*WHAT IS BEING ASKED:*
Reproduce the first line of the material below and each line after it, exactly, through the line containing "pub fn push(&mut", and give nothing more.

*RECORDS:*
//! Persistence bookkeeping for a stream of cell changes.
//!
//! Every new change at a cell closes the previous change at that cell by
//! setting its persistence to the frame gap between the two.

use std::collections::HashMap;
use std::ops::Range;

use crate::core::{GridSize, UVec3};
use super::change::BlockChange;

/// Builds the change log of one recording, frame by frame.
///
/// Memory grows with the number of changed cells, not with the grid volume.
pub struct ChangeTracker {
    /// Bounding size of every cell seen so far
    size: GridSize,
    /// Cell -> index of the last change at that cell
    last_change: HashMap<[u32; 3], usize>,
    /// All changes in recording order
    changes: Vec<BlockChange>,
    /// Range into `changes` for each frame
    frames: Vec<Range<usize>>,
    /// Number of clamped persistence faults
    faults: usize,
}

impl ChangeTracker {
    pub fn new(size: GridSize) -> Self {
        Self {
            size,
            last_change: HashMap::new(),
            changes: Vec::new(),
            frames: Vec::new(),
            faults: 0,
        }
    }

    pub fn size(&self) -> GridSize {
        self.size
    }

    /// Widen the bounding size to cover `size`
    pub fn grow(&mut self, size: GridSize) {
        self.size = self.size.max(size);
    }

    /// Index of the frame currently being filled
    pub fn current_frame(&self) -> Option<u32> {
        self.frames.len().checked_sub(1).map(|f| f as u32)
    }

    pub fn frame_count(&self) -> usize {
        self.frames.len()
    }

    /// Start a new, empty frame
    pub fn begin_frame(&mut self) -> u32 {
        let start = self.changes.len();
        self.frames.push(start..start);
        (self.frames.len() - 1) as u32
    }

    /// Record that `cell` takes `value` in the current frame.
    ///
    /// Opens a frame if none was begun.
    pub fn push(&mut self, cell: UVec3, value: u16) {
        let frame = match self.current_frame() {
            Some(f) => f,
            None => self.begin_frame(),
        };

        if let Some(&previous) = self.last_change.get(&cell.to_array()) {
            let last = &mut self.changes[previous];
            let persistence = frame as i64 - last.start_frame as i64;
            if persistence <= 0 {
                log::warn!(
                    "Faulty persistence {} at cell ({}, {}, {}) frame {}, clamping to 1",
                    persistence, cell.x, cell.y, cell.z, frame
                );
                self.faults += 1;
                last.persistence = 1;
            } else {
                last.persistence = persistence as i32;
            }
        }

        self.last_change.insert(cell.to_array(), self.changes.len());
        self.changes.push(BlockChange::new(frame, cell, value));
        if let Some(range) = self.frames.last_mut() {
            range.end = self.changes.len();
        }
    }

    /// Changes of one frame
    pub fn frame_changes(&self, frame: usize) -> &[BlockChange] {
        self.frames
            .get(frame)
            .map(|range| &self.changes[range.clone()])
            .unwrap_or(&[])
    }

    /// All changes in recording order
    pub fn changes(&self) -> &[BlockChange] {
        &self.changes
    }

    pub fn fault_count(&self) -> usize {
        self.faults
    }

    /// Split the flat log into per-frame lists.
    /// Changes never superseded stay permanent.
    pub fn into_frames(self) -> Vec<Vec<BlockChange>> {
        let Self { changes, frames, .. } = self;
        frames
            .into_iter()
            .map(|range| changes[range].to_vec())
            .collect()
    }
}
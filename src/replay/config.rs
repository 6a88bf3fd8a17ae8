//! Replay settings.

use std::path::Path;
use std::time::Duration;

use serde::{Deserialize, Serialize};

use crate::core::{Error, GridSize, Result};

/// How default-symbol placements are treated during replay
#[derive(Clone, Copy, Debug, Default, PartialEq, Eq, Serialize, Deserialize)]
#[serde(rename_all = "snake_case")]
pub enum ReplayMode {
    /// 2-D for single-layer grids, 3-D otherwise
    #[default]
    Auto,
    /// Every change is shown
    TwoD,
    /// Placements of the default symbol are skipped
    ThreeD,
}

impl ReplayMode {
    pub fn is_two_d(self, size: GridSize) -> bool {
        match self {
            ReplayMode::Auto => size.is_flat(),
            ReplayMode::TwoD => true,
            ReplayMode::ThreeD => false,
        }
    }
}

#[derive(Clone, Debug, PartialEq, Serialize, Deserialize)]
#[serde(default)]
pub struct ReplayConfig {
    /// Frames per second
    pub playback_speed: f32,
    pub mode: ReplayMode,
}

impl Default for ReplayConfig {
    fn default() -> Self {
        Self { playback_speed: 1.0, mode: ReplayMode::Auto }
    }
}

impl ReplayConfig {
    pub fn validate(&self) -> Result<()> {
        if !(self.playback_speed.is_finite() && self.playback_speed > 0.0) {
            return Err(Error::Config(format!(
                "playback_speed must be positive, got {}",
                self.playback_speed
            )));
        }
        Ok(())
    }

    pub fn tick(&self) -> Duration {
        Duration::from_secs_f32(1.0 / self.playback_speed)
    }

    /// Load and validate from file (sync)
    pub fn load_sync(path: &Path) -> Result<Self> {
        let json = std::fs::read_to_string(path)?;
        let config: Self = serde_json::from_str(&json)?;
        config.validate()?;
        Ok(config)
    }
}
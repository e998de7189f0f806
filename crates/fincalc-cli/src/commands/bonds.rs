use clap::{Args, ValueEnum};
use rust_decimal::Decimal;
use serde_json::Value;

use fincalc_core::fixed_income::{self, BondPriceInput, BondYieldInput};
use fincalc_core::solvers::SolverKind;
use fincalc_core::GuardConfig;

use crate::input::{self, required};

#[derive(Debug, Clone, Copy, Default, ValueEnum)]
pub enum SolverArg {
    #[default]
    Brent,
    Bisection,
}

impl From<SolverArg> for SolverKind {
    fn from(arg: SolverArg) -> Self {
        match arg {
            SolverArg::Brent => SolverKind::Brent,
            SolverArg::Bisection => SolverKind::Bisection,
        }
    }
}

/// Arguments for pricing a bond from its yield
#[derive(Args)]
#[command(allow_hyphen_values = true)]
pub struct BondPriceArgs {
    /// Face (par) value
    #[arg(long)]
    pub face_value: Option<Decimal>,

    /// Annual coupon rate as a decimal
    #[arg(long)]
    pub coupon_rate: Option<Decimal>,

    /// Years to maturity
    #[arg(long)]
    pub years: Option<Decimal>,

    /// Yield to maturity as a decimal (may be negative, above -0.99)
    #[arg(long)]
    pub ytm: Option<Decimal>,

    /// Coupon payments per year (1-12)
    #[arg(long, default_value = "2")]
    pub payments_per_year: u32,

    /// Path to JSON input file (overrides individual flags)
    #[arg(long)]
    pub input: Option<String>,
}

/// Arguments for solving the yield implied by a price
#[derive(Args)]
pub struct BondYieldArgs {
    /// Face (par) value
    #[arg(long)]
    pub face_value: Option<Decimal>,

    /// Annual coupon rate as a decimal
    #[arg(long)]
    pub coupon_rate: Option<Decimal>,

    /// Years to maturity
    #[arg(long)]
    pub years: Option<Decimal>,

    /// Market price
    #[arg(long)]
    pub price: Option<Decimal>,

    /// Coupon payments per year (1-12)
    #[arg(long, default_value = "2")]
    pub payments_per_year: u32,

    /// Root-finding algorithm
    #[arg(long, value_enum, default_value_t = SolverArg::Brent)]
    pub solver: SolverArg,

    /// Path to JSON input file (overrides individual flags)
    #[arg(long)]
    pub input: Option<String>,
}

pub fn run_bond_price(args: BondPriceArgs, limits: &GuardConfig) -> Result<Value, Box<dyn std::error::Error>> {
    let price_input: BondPriceInput = input::resolve(args.input.as_deref(), || {
        Ok(BondPriceInput {
            face_value: args.face_value.ok_or_else(|| required("face-value"))?,
            coupon_rate: args.coupon_rate.ok_or_else(|| required("coupon-rate"))?,
            years_to_maturity: args.years.ok_or_else(|| required("years"))?,
            yield_to_maturity: args.ytm.ok_or_else(|| required("ytm"))?,
            payments_per_year: args.payments_per_year,
        })
    })?;

    let result = fixed_income::calculate_bond_price(&price_input, limits)?;
    Ok(serde_json::to_value(result)?)
}

pub fn run_bond_yield(args: BondYieldArgs, limits: &GuardConfig) -> Result<Value, Box<dyn std::error::Error>> {
    let yield_input: BondYieldInput = input::resolve(args.input.as_deref(), || {
        Ok(BondYieldInput {
            face_value: args.face_value.ok_or_else(|| required("face-value"))?,
            coupon_rate: args.coupon_rate.ok_or_else(|| required("coupon-rate"))?,
            years_to_maturity: args.years.ok_or_else(|| required("years"))?,
            price: args.price.ok_or_else(|| required("price"))?,
            payments_per_year: args.payments_per_year,
            solver: args.solver.into(),
        })
    })?;

    let result = fixed_income::calculate_bond_yield(&yield_input, limits)?;
    Ok(serde_json::to_value(result)?)
}
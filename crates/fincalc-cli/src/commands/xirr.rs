use chrono::NaiveDate;
use clap::Args;
use rust_decimal::Decimal;
use serde_json::Value;

use fincalc_core::xirr::{self, XirrInput};
use fincalc_core::{CashFlow, GuardConfig};

use super::bonds::SolverArg;
use crate::input::{self, required};

/// Arguments for XIRR
#[derive(Args)]
#[command(allow_hyphen_values = true)]
pub struct XirrArgs {
    /// Dated cash flows as DATE:AMOUNT, comma separated
    /// (e.g. 2024-01-01:-10000,2024-12-31:11000)
    #[arg(long, value_delimiter = ',')]
    pub cashflows: Vec<String>,

    /// Starting rate for the bracket search
    #[arg(long, default_value = "0.1")]
    pub guess: Decimal,

    /// Root-finding algorithm
    #[arg(long, value_enum, default_value_t = SolverArg::Brent)]
    pub solver: SolverArg,

    /// Path to JSON input file (overrides individual flags)
    #[arg(long)]
    pub input: Option<String>,
}

pub fn run_xirr(args: XirrArgs, limits: &GuardConfig) -> Result<Value, Box<dyn std::error::Error>> {
    let xirr_input = resolve_input(args)?;
    let result = xirr::calculate_xirr(&xirr_input, limits)?;
    Ok(serde_json::to_value(result)?)
}

pub fn run_xirr_explain(args: XirrArgs, limits: &GuardConfig) -> Result<Value, Box<dyn std::error::Error>> {
    let xirr_input = resolve_input(args)?;
    let result = xirr::calculate_xirr_explain(&xirr_input, limits)?;
    Ok(serde_json::to_value(result)?)
}

fn resolve_input(args: XirrArgs) -> Result<XirrInput, Box<dyn std::error::Error>> {
    input::resolve(args.input.as_deref(), || {
        if args.cashflows.is_empty() {
            return Err(required("cashflows").into());
        }
        let cashflows = args
            .cashflows
            .iter()
            .map(|s| parse_cashflow(s))
            .collect::<Result<Vec<_>, _>>()?;
        Ok(XirrInput {
            cashflows,
            initial_guess: args.guess,
            solver: args.solver.into(),
        })
    })
}

fn parse_cashflow(spec: &str) -> Result<CashFlow, String> {
    let (date, amount) = spec
        .trim()
        .split_once(':')
        .ok_or_else(|| format!("Cash flow '{spec}' must be DATE:AMOUNT"))?;
    let date = NaiveDate::parse_from_str(date, "%Y-%m-%d")
        .map_err(|e| format!("Invalid date in '{spec}': {e}"))?;
    let amount: Decimal = amount
        .parse()
        .map_err(|e| format!("Invalid amount in '{spec}': {e}"))?;
    Ok(CashFlow::new(date, amount))
}
use serde_json::Value;
use std::io;

use super::{cell, result_of, split_rows};

/// Write output as CSV to stdout.
///
/// Results carrying a schedule are written one row per entry; everything
/// else as `field,value` pairs.
pub fn print_csv(value: &Value) {
    let stdout = io::stdout();
    let mut wtr = csv::Writer::from_writer(stdout.lock());

    if let Err(e) = write_result(&mut wtr, result_of(value)).and_then(|_| wtr.flush().map_err(csv::Error::from)) {
        eprintln!("CSV write error: {e}");
    }
}

fn write_result<W: io::Write>(wtr: &mut csv::Writer<W>, result: &Value) -> Result<(), csv::Error> {
    let Value::Object(map) = result else {
        return wtr.write_record([cell(result)]);
    };

    let (scalars, rows) = split_rows(map);
    if let Some((_, items)) = rows {
        let Some(Value::Object(first)) = items.first() else {
            return Ok(());
        };
        let headers: Vec<&str> = first.keys().map(String::as_str).collect();
        wtr.write_record(&headers)?;
        for item in items {
            if let Value::Object(row) = item {
                wtr.write_record(headers.iter().map(|h| row.get(*h).map(cell).unwrap_or_default()))?;
            }
        }
        return Ok(());
    }

    wtr.write_record(["field", "value"])?;
    for (key, val) in scalars {
        wtr.write_record([key.to_string(), cell(val)])?;
    }
    Ok(())
}

#[cfg(test)]
mod tests {
    use super::*;
    use serde_json::json;

    fn render(value: &Value) -> String {
        let mut wtr = csv::Writer::from_writer(Vec::new());
        write_result(&mut wtr, result_of(value)).unwrap();
        String::from_utf8(wtr.into_inner().unwrap()).unwrap()
    }

    #[test]
    fn test_schedule_rows() {
        let v = json!({"result": {"monthly_payment": "500", "entries": [
            {"period": 1, "payment": "500"},
            {"period": 2, "payment": "500"}
        ]}});
        assert_eq!(render(&v), "period,payment\n1,500\n2,500\n");
    }

    #[test]
    fn test_field_value_pairs() {
        let v = json!({"result": {"xirr": "0.1"}});
        assert_eq!(render(&v), "field,value\nxirr,0.1\n");
    }
}
pub mod bonds;

pub use bonds::{
    calculate_bond_price, calculate_bond_yield, price_from_yield, yield_from_price,
    yield_from_price_explain, yield_from_price_with, BondPriceInput, BondPriceOutput,
    BondYieldInput, BondYieldOutput, YIELD_CEILING, YIELD_FLOOR,
};
use fincalc_core::GuardConfig;
use serde::de::DeserializeOwned;
use std::fs;
use std::path::{Path, PathBuf};

/// Read a JSON request file into a typed input struct.
pub fn read_json<T: DeserializeOwned>(path: &str) -> Result<T, Box<dyn std::error::Error>> {
    let resolved = resolve_path(path)?;
    let contents = fs::read_to_string(&resolved)
        .map_err(|e| format!("Failed to read '{}': {}", resolved.display(), e))?;
    let value = serde_json::from_str(&contents)
        .map_err(|e| format!("Failed to parse '{}': {}", resolved.display(), e))?;
    Ok(value)
}

/// Load guard bounds from `--limits`, or the compiled-in defaults.
///
/// The file may name any subset of fields; the rest keep their defaults.
pub fn read_limits(path: Option<&str>) -> Result<GuardConfig, Box<dyn std::error::Error>> {
    let limits = match path {
        Some(p) => {
            let limits: GuardConfig = read_json(p)?;
            log::debug!("loaded limits from {p}: {limits:?}");
            limits
        }
        None => GuardConfig::default(),
    };
    limits.validate()?;
    Ok(limits)
}

fn resolve_path(path: &str) -> Result<PathBuf, Box<dyn std::error::Error>> {
    let p = Path::new(path);
    let resolved = if p.is_absolute() {
        p.to_path_buf()
    } else {
        std::env::current_dir()?.join(p)
    };

    if !resolved.is_file() {
        return Err(format!("Not a readable file: {}", resolved.display()).into());
    }
    Ok(resolved)
}
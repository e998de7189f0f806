use serde_json::Value;
use tabled::{builder::Builder, Table};

use super::{cell, result_of, split_rows};

/// Format output as tables: result fields, then any schedule rows, then
/// warnings and methodology from the envelope.
pub fn print_table(value: &Value) {
    match result_of(value) {
        Value::Object(map) => {
            let (scalars, rows) = split_rows(map);
            let mut builder = Builder::default();
            builder.push_record(["Field", "Value"]);
            for (key, val) in scalars {
                builder.push_record([key.to_string(), cell(val)]);
            }
            println!("{}", Table::from(builder));

            if let Some((name, items)) = rows {
                println!("\n{name}:");
                print_rows(items);
            }
        }
        other => println!("{}", cell(other)),
    }

    if let Some(envelope) = value.as_object() {
        if let Some(Value::Array(warnings)) = envelope.get("warnings") {
            if !warnings.is_empty() {
                println!("\nWarnings:");
                for w in warnings {
                    println!("  - {}", cell(w));
                }
            }
        }
        if let Some(Value::String(meth)) = envelope.get("methodology") {
            println!("\nMethodology: {meth}");
        }
    }
}

fn print_rows(items: &[Value]) {
    let Some(Value::Object(first)) = items.first() else {
        return;
    };
    let headers: Vec<String> = first.keys().cloned().collect();
    let mut builder = Builder::default();
    builder.push_record(headers.clone());
    for item in items {
        if let Value::Object(map) = item {
            builder.push_record(
                headers
                    .iter()
                    .map(|h| map.get(h).map(cell).unwrap_or_default()),
            );
        }
    }
    println!("{}", Table::from(builder));
}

*RESPONSE TO THIS EXERCISE:*
//! Persistence bookkeeping for a stream of cell changes.
//!
//! Every new change at a cell closes the previous change at that cell by
//! setting its persistence to the frame gap between the two.

use std::collections::HashMap;
use std::ops::Range;

use crate::core::{GridSize, UVec3};
use super::change::BlockChange;

/// Builds the change log of one recording, frame by frame.
///
/// Memory grows with the number of changed cells, not with the grid volume.
pub struct ChangeTracker {
    /// Bounding size of every cell seen so far
    size: GridSize,
    /// Cell -> index of the last change at that cell
    last_change: HashMap<[u32; 3], usize>,
    /// All changes in recording order
    changes: Vec<BlockChange>,
    /// Range into `changes` for each frame
    frames: Vec<Range<usize>>,
    /// Number of clamped persistence faults
    faults: usize,
}

impl ChangeTracker {
    pub fn new(size: GridSize) -> Self {
        Self {
            size,
            last_change: HashMap::new(),
            changes: Vec::new(),
            frames: Vec::new(),
            faults: 0,
        }
    }

    pub fn size(&self) -> GridSize {
        self.size
    }

    /// Widen the bounding size to cover `size`
    pub fn grow(&mut self, size: GridSize) {
        self.size = self.size.max(size);
    }

    /// Index of the frame currently being filled
    pub fn current_frame(&self) -> Option<u32> {
        self.frames.len().checked_sub(1).map(|f| f as u32)
    }

    pub fn frame_count(&self) -> usize {
        self.frames.len()
    }

    /// Start a new, empty frame
    pub fn begin_frame(&mut self) -> u32 {
        let start = self.changes.len();
        self.frames.push(start..start);
        (self.frames.len() - 1) as u32
    }

    /// Record that `cell` takes `value` in the current frame.
    ///
    /// Opens a frame if none was begun.
    pub fn push(&mut self, cell: UVec3, value: u16) {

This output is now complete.